Signals are transmitted in two directions, such as information traveling up the dorsal column of the spinal cord to the cerebellum and the thalamus, then to the cerebral cortex.

190
Q

What is convergence from a single source?

A

It provides spatial summation, where input signals from the same source are combined.

191
Q

What is convergence from multiple sources?

A

It allows correlation, summation, and sorting of different types of information from various sources.

192
Q

What is the function of the spinal cord in reflexes?

A

The spinal cord is involved in reflexes, sensory processing, and motor outflow.
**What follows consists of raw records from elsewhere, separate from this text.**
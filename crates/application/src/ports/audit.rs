use async_trait::async_trait;
use bugzot_core::AppResult;
use bugzot_domain::{AuditDecision, AuditEntry, NewAuditEntry, ResourceKind, UserId};
use uuid::Uuid;

/// Filter and cursor for reading the audit log in sequence order.
#[derive(Debug, Clone, Default, PartialEq, Eq)]
pub struct AuditQuery {
    /// Restrict to one target kind.
    pub target_type: Option<ResourceKind>,
    /// Restrict to one target id.
    pub target_id: Option<Uuid>,
    /// Restrict to one actor.
    pub actor_id: Option<UserId>,
    /// Restrict to one action name.
    pub action: Option<String>,
    /// Restrict to allow or deny entries.
    pub decision: Option<AuditDecision>,
    /// Return only entries with a greater sequence.
    pub after_sequence: Option<i64>,
    /// Page size.
    pub limit: usize,
}

impl AuditQuery {
    /// Returns whether an entry satisfies every filter (cursor and limit excluded).
    #[must_use]
    pub fn matches(&self, entry: &AuditEntry) -> bool {
        self.target_type
            .is_none_or(|target_type| entry.target_type == target_type)
            && self
                .target_id
                .is_none_or(|target_id| entry.target_id == Some(target_id))
            && self
                .actor_id
                .is_none_or(|actor_id| entry.actor_id == Some(actor_id))
            && self
                .action
                .as_deref()
                .is_none_or(|action| entry.action == action)
            && self
                .decision
                .is_none_or(|decision| entry.decision == decision)
    }
}

/// Append-only audit log storage.
#[async_trait]
pub trait AuditRepository: Send + Sync {
    /// Appends one entry outside any mutation and returns its sequence.
    async fn append_entry(&self, entry: NewAuditEntry) -> AppResult<i64>;

    /// Lists entries in ascending sequence order.
    async fn list_entries(&self, query: &AuditQuery) -> AppResult<Vec<AuditEntry>>;
}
Reflexes typically involve receptor structures, afferent neurons, and efferent neurons.
- A reaction without using the brain

193
Q

What is the stretch reflex?

A

When a muscle is stretched, excitation of the muscle spindles causes reflex contraction of the same muscle and related muscles, using a monosynaptic pathway involving type 1A nerve fibers.

194
Q

What is the role of type 2 fibers in the stretch reflex?

A

Most type 2 fibers from muscle spindles terminate on interneurons, which slow down the signal.

195
Q

What is the flexor (withdrawal) reflex?

A

This reflex involves excitation of muscles, such as in the upper arm, with information passed to the spinal cord’s interneuron pool, activating necessary muscles while inhibiting antagonists and causing after-discharge.